El régimen de impuesto a la renta parcialmente integrado, junto con aumentar la tasa del Impuesto de Primera Categoría de las empresas a un 27%, impone una tributación total marginal sobre la utilidad del negocio, una vez ya retirada por el socio o accionista, de un 44,45% (27% pagado por la sociedad y un 17,45% pagado por el socio). Ello se debe a que el socio o accionista sólo tendrá derecho a utilizar como crédito en contra del Impuesto Global Complementario, un 65% del impuesto de Primera Categoría pagado por la empresa, y no el total de dicho tributo, como ocurre en la actualidad.

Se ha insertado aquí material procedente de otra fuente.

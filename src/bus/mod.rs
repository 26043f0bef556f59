#[cfg(unix)]
mod unix;
#[cfg(windows)]
mod windows;

#[cfg(unix)]
pub use self::unix::{DeviceNodeTransport, DEFAULT_BUS_PATH};
#[cfg(windows)]
pub use self::windows::{DeviceNodeTransport, DEFAULT_BUS_PATH};

use crate::error::{EngineError, Result};
use crate::protocol::{WireFrame, REPORT_LEN};
use std::sync::atomic::{AtomicBool, AtomicI64, AtomicU64, Ordering};
use std::sync::Arc;

pub const IOCTL_BUSENUM_PLUGIN_HARDWARE: u32 = 0x2A4000;
pub const IOCTL_BUSENUM_UNPLUG_HARDWARE: u32 = 0x2A4004;
pub const IOCTL_BUSENUM_REPORT_HARDWARE: u32 = 0x2A400C;

/// Size of the plugin/unplug control block.
pub const CONTROL_BLOCK_LEN: usize = 16;
/// Size of the acknowledgement the driver writes back for a report.
pub const ACK_LEN: usize = 8;

/// Raw device-control access to the virtual bus driver.
///
/// Implementations must accept concurrent `device_io_control` calls from
/// several slot workers.
pub trait BusTransport: Send + Sync {
    fn open(&self) -> std::io::Result<()>;
    fn close(&self);
    /// Issues `code` with `input`, filling `output`. Returns bytes written
    /// to `output`.
    fn device_io_control(&self, code: u32, input: &[u8], output: &mut [u8]) -> std::io::Result<usize>;
}

/// Plugin/unplug control block: size tag, then the little-endian serial.
pub fn control_block(serial: u32) -> [u8; CONTROL_BLOCK_LEN] {
    let mut block = [0u8; CONTROL_BLOCK_LEN];
    block[0] = 0x10;
    block[4..8].copy_from_slice(&serial.to_le_bytes());
    block
}

/// Plug/unplug/report client over a shared [`BusTransport`].
///
/// Opened once per engine run and shared by every slot worker.
pub struct CommandChannel {
    transport: Arc<dyn BusTransport>,
    open: AtomicBool,
    plugged: AtomicI64,
    failures: AtomicU64,
}

impl CommandChannel {
    pub fn new(transport: Arc<dyn BusTransport>) -> Self {
        Self {
            transport,
            open: AtomicBool::new(false),
            plugged: AtomicI64::new(0),
            failures: AtomicU64::new(0),
        }
    }

    pub fn open(&self) -> Result<()> {
        if self.is_open() {
            return Ok(());
        }
        self.transport.open().map_err(EngineError::ChannelOpen)?;
        self.open.store(true, Ordering::SeqCst);
        log::info!("Command channel opened");
        Ok(())
    }

    pub fn close(&self) {
        if self.open.swap(false, Ordering::SeqCst) {
            self.transport.close();
            log::info!("Command channel closed");
        }
    }

    pub fn is_open(&self) -> bool {
        self.open.load(Ordering::SeqCst)
    }

    /// Virtual pads currently plugged through this channel.
    pub fn plugged_count(&self) -> i64 {
        self.plugged.load(Ordering::SeqCst)
    }

    /// Control and report calls the driver rejected so far.
    pub fn failure_count(&self) -> u64 {
        self.failures.load(Ordering::SeqCst)
    }

    fn control(&self, op: &'static str, code: u32, serial: u32) -> Result<()> {
        if !self.is_open() {
            return Err(EngineError::ChannelUnavailable);
        }
        let block = control_block(serial);
        self.transport
            .device_io_control(code, &block, &mut [])
            .map(|_| ())
            .map_err(|e| {
                self.failures.fetch_add(1, Ordering::SeqCst);
                EngineError::ChannelWriteFailed { op, source: Some(e) }
            })
    }

    pub fn plugin(&self, serial: u32) -> Result<()> {
        self.control("plugin", IOCTL_BUSENUM_PLUGIN_HARDWARE, serial)?;
        self.plugged.fetch_add(1, Ordering::SeqCst);
        log::debug!("Plugged in virtual pad {}", serial);
        Ok(())
    }

    pub fn unplug(&self, serial: u32) -> Result<()> {
        self.control("unplug", IOCTL_BUSENUM_UNPLUG_HARDWARE, serial)?;
        self.plugged.fetch_sub(1, Ordering::SeqCst);
        log::debug!("Unplugged virtual pad {}", serial);
        Ok(())
    }

    /// Sends one report frame. Succeeds only if the driver accepted it and
    /// wrote back at least one byte.
    pub fn report(&self, frame: &WireFrame, ack: &mut [u8; ACK_LEN]) -> Result<()> {
        if !self.is_open() {
            return Err(EngineError::ChannelUnavailable);
        }
        let input: &[u8; REPORT_LEN] = frame.as_bytes();
        match self
            .transport
            .device_io_control(IOCTL_BUSENUM_REPORT_HARDWARE, input, ack)
        {
            Ok(n) if n > 0 => Ok(()),
            Ok(_) => {
                self.failures.fetch_add(1, Ordering::SeqCst);
                Err(EngineError::ChannelWriteFailed { op: "report", source: None })
            }
            Err(e) => {
                self.failures.fetch_add(1, Ordering::SeqCst);
                Err(EngineError::ChannelWriteFailed { op: "report", source: Some(e) })
            }
        }
    }
}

Lo anterior, junto con elevar la tributación final sobre las utilidades empresariales a márgenes excesivos para nuestro nivel de desarrollo económico, introduce una inequidad en el sistema, puesto que la tributación final para quien es socio o accionista de una empresa será mayor (44,45% marginal) a la de la persona natural que desarrolla actividades económicas como tal (35% marginal bajo el nuevo sistema). En cambio, según lo ha manifestado el propio subsecretario de Hacienda, un objetivo equivalente de mayor recaudación podría haberse alcanzado manteniendo el sistema de impuesto a la renta 100% integrado, y elevando la tasa de impuesto de Primera Categoría de las empresas a un 30% o 31%.

También habría sido más simple desintegrar por completo ambos impuestos, estableciendo una tasa de impuesto a pagar por las empresas y otra a pagar por el socio o accionista, pero en tal caso habría sido necesario reducir la tributación del socio o accionista por debajo de las tasas vigentes en la actualidad.

El régimen de renta atribuida, aun cuando ha quedado más limitado que en el proyecto original, tampoco responde a las expectativas de mayor crecimiento económico que tiene un país como el nuestro, puesto que no es un incentivo al ahorro o inversión, sino que, muy por el contrario, fomenta el consumo o retiro de utilidades por parte del socio o accionista, ya que agota íntegramente la tributación sobre base devengada. Curiosamente, el sistema de renta atribuida se ha erigido como el régimen típico para las pymes, empresas que son las que requieren de un mayor incentivo al ahorro e inversión para continuar creciendo.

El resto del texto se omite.